Game inventor Geoff Hall decided to do something about it. He invented a game called Blackjack Switch. The premise is very simple. You play two blackjack hands (with equal wagers) and if you’d like, you can switch the 2nd card dealt between the two hands. So, if you’re dealt a 7 and a 9 and then a 10 and a 4, you can do a little ‘magic’ and turn your stiffs into an 11 and a 19. Of course, this benefit comes with a little bit of a cost.
In order to keep the casino making a profit, a few other rule changes had to be incorporated into the game. The biggest change is that a Dealer 22 will PUSH all Player hands except a natural blackjack. If you switch your 2nd cards, any 2-card 21’s are no longer considered blackjacks. Also, a natural blackjack only pays even money. When we account for all the rules changes, we have a game that has an overall payback of about 99.4+%, which makes it in the same general ballpark as regular blackjack, but with a lot more action because you get to play better hands.
Before you set out to play the game, you had best be prepared to throw out most everything you know about blackjack. The rule change that makes a Dealer 22 push all non-blackjack hands makes significant changes to our hit/stick strategy. Even if you choose to switch at all the right times, if you play standard blackjack strategy my best guess is that you’ll be shaving 3-5% off the payback of the game. If you don’t switch at the right times, you could easily take another 5-6% off the game. So, this is not the right game to just ‘wing it’.

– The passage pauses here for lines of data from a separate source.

//! Core GPU context and device management.
//!
//! [`GpuContext`] holds the wgpu device, queue and (optionally) a window
//! surface. It is created once by the host application and passed explicitly
//! to every pass; nothing in this crate looks up a current device from global
//! state.
//!
//! # Example
//!
//! ```no_run
//! use godrays::GpuContext;
//!
//! // Offscreen context, e.g. for rendering into textures owned by a host engine.
//! let gpu = GpuContext::headless(1280, 720)?;
//! println!("{}x{} (aspect: {})", gpu.width(), gpu.height(), gpu.aspect());
//! # Ok::<(), godrays::VolumetricError>(())
//! ```

use std::sync::Arc;
use winit::window::Window;

use crate::error::Result;

/// Core GPU context holding wgpu resources.
///
/// All fields are public to allow direct access to wgpu APIs when needed.
pub struct GpuContext {
    /// The surface for presenting rendered frames, `None` for headless contexts.
    pub surface: Option<wgpu::Surface<'static>>,
    /// The logical GPU device for creating resources and pipelines.
    pub device: wgpu::Device,
    /// The command queue for submitting work to the GPU.
    pub queue: wgpu::Queue,
    /// Current surface configuration (format, size, present mode).
    ///
    /// Headless contexts keep a configuration too so that passes can read the
    /// output format and size the same way in both modes.
    pub config: wgpu::SurfaceConfiguration,
}

impl GpuContext {
    /// Create a new GPU context presenting to a winit window.
    ///
    /// Requests an adapter compatible with the window surface, creates the
    /// device and queue, and configures the surface with an sRGB format and
    /// Fifo present mode.
    pub fn new(window: Arc<Window>) -> Result<Self> {
        let size = window.inner_size();

        let instance = wgpu::Instance::new(&wgpu::InstanceDescriptor {
            backends: wgpu::Backends::PRIMARY,
            ..Default::default()
        });

        let surface = instance.create_surface(window)?;

        let adapter = pollster::block_on(instance.request_adapter(&wgpu::RequestAdapterOptions {
            power_preference: wgpu::PowerPreference::default(),
            compatible_surface: Some(&surface),
            force_fallback_adapter: false,
        }))?;
        log::info!("Using adapter: {:?}", adapter.get_info().name);

        let (device, queue) = Self::request_device(&adapter)?;

        let surface_caps = surface.get_capabilities(&adapter);
        let surface_format = surface_caps
            .formats
            .iter()
            .find(|f| f.is_srgb())
            .copied()
            .unwrap_or(wgpu::TextureFormat::Bgra8UnormSrgb);

        let config = wgpu::SurfaceConfiguration {
            usage: wgpu::TextureUsages::RENDER_ATTACHMENT,
            format: surface_format,
            width: size.width.max(1),
            height: size.height.max(1),
            present_mode: wgpu::PresentMode::Fifo,
            alpha_mode: surface_caps
                .alpha_modes
                .first()
                .copied()
                .unwrap_or(wgpu::CompositeAlphaMode::Auto),
            view_formats: vec![],
            desired_maximum_frame_latency: 2,
        };
        surface.configure(&device, &config);

        Ok(Self {
            surface: Some(surface),
            device,
            queue,
            config,
        })
    }

    /// Create a context without a window.
    ///
    /// The configuration describes an `Rgba16Float` output of the given size;
    /// render graphs built on a headless context are executed with
    /// [`RenderGraph::execute_to_target`](crate::RenderGraph::execute_to_target).
    pub fn headless(width: u32, height: u32) -> Result<Self> {
        let instance = wgpu::Instance::new(&wgpu::InstanceDescriptor {
            backends: wgpu::Backends::PRIMARY,
            ..Default::default()
        });

        let adapter = pollster::block_on(instance.request_adapter(&wgpu::RequestAdapterOptions {
            power_preference: wgpu::PowerPreference::default(),
            compatible_surface: None,
            force_fallback_adapter: false,
        }))?;
        log::info!("Using headless adapter: {:?}", adapter.get_info().name);

        let (device, queue) = Self::request_device(&adapter)?;

        let config = wgpu::SurfaceConfiguration {
            usage: wgpu::TextureUsages::RENDER_ATTACHMENT,
            format: wgpu::TextureFormat::Rgba16Float,
            width: width.max(1),
            height: height.max(1),
            present_mode: wgpu::PresentMode::Fifo,
            alpha_mode: wgpu::CompositeAlphaMode::Auto,
            view_formats: vec![],
            desired_maximum_frame_latency: 2,
        };

        Ok(Self {
            surface: None,
            device,
            queue,
            config,
        })
    }

    fn request_device(adapter: &wgpu::Adapter) -> Result<(wgpu::Device, wgpu::Queue)> {
        let pair = pollster::block_on(adapter.request_device(&wgpu::DeviceDescriptor {
            label: Some("Godrays Device"),
            required_features: wgpu::Features::empty(),
            required_limits: wgpu::Limits::default(),
            memory_hints: Default::default(),
            trace: Default::default(),
            experimental_features: Default::default(),
        }))?;
        Ok(pair)
    }

    /// Resize the surface to new dimensions.
    ///
    /// Ignores zero-sized dimensions to avoid wgpu validation errors (which can
    /// occur during window minimize).
    pub fn resize(&mut self, width: u32, height: u32) {
        if width > 0 && height > 0 {
            self.config.width = width;
            self.config.height = height;
            if let Some(surface) = &self.surface {
                surface.configure(&self.device, &self.config);
            }
        }
    }

    /// Returns the current surface width in pixels.
    pub fn width(&self) -> u32 {
        self.config.width
    }

    /// Returns the current surface height in pixels.
    pub fn height(&self) -> u32 {
        self.config.height
    }

    /// Returns the current aspect ratio (width / height).
    pub fn aspect(&self) -> f32 {
        self.config.width as f32 / self.config.height.max(1) as f32
    }

    /// Returns the format final passes should write.
    pub fn surface_format(&self) -> wgpu::TextureFormat {
        self.config.format
    }
}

Analyzing Blackjack Switch was a two-step process. The first step is to determine the hit/stick strategy as would be done for any blackjack type game. We start by figuring out the right strategy for a 20 and then work backwards. After all, we can’t figure out what to do with a 12 against a Dealer 7 unless we know how to play a 13 against a Dealer 7 – which we will need to know if we are dealt an Ace. This process is done for every possible hand vs. each possible Dealer up-card. When this is complete, a strategy table is built which shows a Player how to play each possible hand.

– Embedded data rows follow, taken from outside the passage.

//! Error types.
//!
//! Everything that can fail in this crate fails at initialization: creating a
//! [`GpuContext`](crate::GpuContext), loading a blue-noise tile, or building
//! [`VolumetricLighting`](crate::VolumetricLighting) from invalid settings.
//! Per-frame work never errors; it reports a
//! [`FrameOutcome`](crate::FrameOutcome) instead.

use thiserror::Error;

/// The error type for volumetric lighting setup and presentation.
#[derive(Error, Debug)]
pub enum VolumetricError {
    /// No compatible GPU adapter was found.
    #[error("Failed to request WGPU adapter: {0}")]
    AdapterRequestFailed(#[from] wgpu::RequestAdapterError),

    /// The logical device could not be created.
    #[error("Failed to create WGPU device: {0}")]
    DeviceCreateFailed(#[from] wgpu::RequestDeviceError),

    /// The window surface could not be created.
    #[error("Failed to create surface: {0}")]
    SurfaceCreateFailed(#[from] wgpu::CreateSurfaceError),

    /// The next swap-chain texture could not be acquired.
    #[error("Failed to acquire surface texture: {0}")]
    SurfaceAcquireFailed(#[from] wgpu::SurfaceError),

    /// A headless context was asked to present to a window.
    #[error("GPU context has no surface to present to")]
    NoSurface,

    /// The blue-noise image could not be read or decoded.
    #[error("Failed to load blue noise texture: {0}")]
    NoiseImage(#[from] image::ImageError),

    /// The blue-noise image is not a non-empty square tile.
    #[error("Blue noise texture must be square, got {width}x{height}")]
    NoiseDimensions {
        /// Width of the rejected image.
        width: u32,
        /// Height of the rejected image.
        height: u32,
    },

    /// A settings value is out of its valid range.
    #[error("Invalid volumetric settings: {0}")]
    InvalidSettings(String),
}

/// Alias for `std::result::Result<T, VolumetricError>`.
pub type Result<T> = std::result::Result<T, VolumetricError>;
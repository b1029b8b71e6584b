//! Hi-Z occlusion culling.
//!
//! The scene depth is reduced into a pyramid where every texel holds the
//! farthest depth of the 2 x 2 footprint below it. An object whose nearest
//! projected depth is farther than the farthest depth stored over its screen
//! rectangle is hidden behind what was already drawn.
//!
//! [`HiZPyramid`] builds the pyramid on the GPU with `shaders/hiz.wgsl`;
//! [`HiZBuffer`] is the CPU version used for queries (e.g. over a depth
//! read-back or a software-rasterized occluder buffer). [`OcclusionCuller`]
//! keeps the visible-last-frame set so hosts can draw last frame's visible
//! objects first and test the rest against their depth.

use std::collections::HashSet;

use glam::{Mat4, Vec3};

use crate::gpu::GpuContext;

/// Size of the next pyramid level: halved, rounded up, at least 1.
pub fn next_level_extent(width: u32, height: u32) -> (u32, u32) {
    (width.div_ceil(2).max(1), height.div_ceil(2).max(1))
}

/// Number of levels down to 1 x 1 (inclusive).
pub fn level_count(width: u32, height: u32) -> u32 {
    let (mut w, mut h) = (width.max(1), height.max(1));
    let mut count = 1;
    while w > 1 || h > 1 {
        (w, h) = next_level_extent(w, h);
        count += 1;
    }
    count
}

/// One level of a CPU Hi-Z pyramid.
#[derive(Clone, Debug, PartialEq)]
pub struct HiZLevel {
    pub width: u32,
    pub height: u32,
    pub depth: Vec<f32>,
}

impl HiZLevel {
    fn at(&self, x: u32, y: u32) -> f32 {
        let x = x.min(self.width - 1) as usize;
        let y = y.min(self.height - 1) as usize;
        self.depth[y * self.width as usize + x]
    }

    /// The next level, each texel the max of a 2 x 2 footprint.
    pub fn downsample_max(&self) -> HiZLevel {
        let (width, height) = next_level_extent(self.width, self.height);
        let mut depth = Vec::with_capacity((width * height) as usize);
        for y in 0..height {
            for x in 0..width {
                let (sx, sy) = (x * 2, y * 2);
                let farthest = self
                    .at(sx, sy)
                    .max(self.at(sx + 1, sy))
                    .max(self.at(sx, sy + 1))
                    .max(self.at(sx + 1, sy + 1));
                depth.push(farthest);
            }
        }
        HiZLevel {
            width,
            height,
            depth,
        }
    }
}

/// CPU Hi-Z pyramid over a `[0, 1]` depth buffer (1 = far plane).
#[derive(Clone, Debug, PartialEq)]
pub struct HiZBuffer {
    levels: Vec<HiZLevel>,
}
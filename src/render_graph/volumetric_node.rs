//! Render graph node adding volumetric light to the previous pass.

use crate::error::Result;
use crate::gpu::GpuContext;
use crate::post_process::CompositePass;
use crate::render_graph::{RenderContext, RenderNode};
use crate::settings::VolumetricSettings;
use crate::volumetric::{FrameOutcome, SkipReason, VolumetricLighting};

/// Runs [`VolumetricLighting`] and composites its output over the node input.
///
/// Writes `input + volumetrics` to the target. If the chain skips a frame the
/// input passes through unchanged.
pub struct VolumetricNode {
    lighting: VolumetricLighting,
    composite: CompositePass,
    last_outcome: FrameOutcome,
}

impl VolumetricNode {
    /// Creates the node for a graph presenting in `gpu.config.format`.
    pub fn new(gpu: &GpuContext, settings: VolumetricSettings) -> Result<Self> {
        Ok(Self {
            lighting: VolumetricLighting::new(gpu, settings)?,
            composite: CompositePass::new(gpu, gpu.config.format),
            last_outcome: FrameOutcome::Skipped(SkipReason::TargetUnavailable),
        })
    }

    pub fn lighting(&self) -> &VolumetricLighting {
        &self.lighting
    }

    pub fn lighting_mut(&mut self) -> &mut VolumetricLighting {
        &mut self.lighting
    }

    /// What the chain did in the most recent frame.
    pub fn last_outcome(&self) -> FrameOutcome {
        self.last_outcome
    }
}

impl RenderNode for VolumetricNode {
    fn execute(
        &mut self,
        ctx: &mut RenderContext,
        target: &wgpu::TextureView,
        input: Option<&wgpu::TextureView>,
    ) {
        let scene = ctx.scene;
        self.last_outcome = self.lighting.execute(ctx, &scene);

        self.composite.render(
            ctx.gpu,
            ctx.encoder,
            input,
            self.lighting.volumetrics_view(),
            target,
        );
    }
}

Normally, this is where the process for blackjack pretty much ends. For Blackjack Switch, however, I also had to keep track of the exact expected value of each proper strategy decision for the second part of the analysis. This part is the one that will tell us when to switch the second cards dealt to us. Unfortunately, there is no simple strategy that I can provide to the Player. Instead, the Player will have to do some quick math on the fly while sitting at the table. Along with each hit/stick decision, the Player will have the expected value for each situation. He will have to add up the expected values for the pre-switch hands and compare it to the sum of the expected values of the post-switch hands. Whichever is greater is the right way to play the hand (sounds a little like video poker, huh?). So, while some cases will be rather obvious (as those described earlier), others will be less so.
Providing the complete strategy table and expected values for Blackjack Switch in this column is not practical. I am already working on “Expert Strategy for Blackjack Switch” and it should be ready in several weeks. At that time, I’ll come back and re-visit the game and provide a bit more insight into the strategy for this hot new game. Shuffle Master is the exclusive distributor for the game and it now boasts more than 50 tables and is growing rapidly.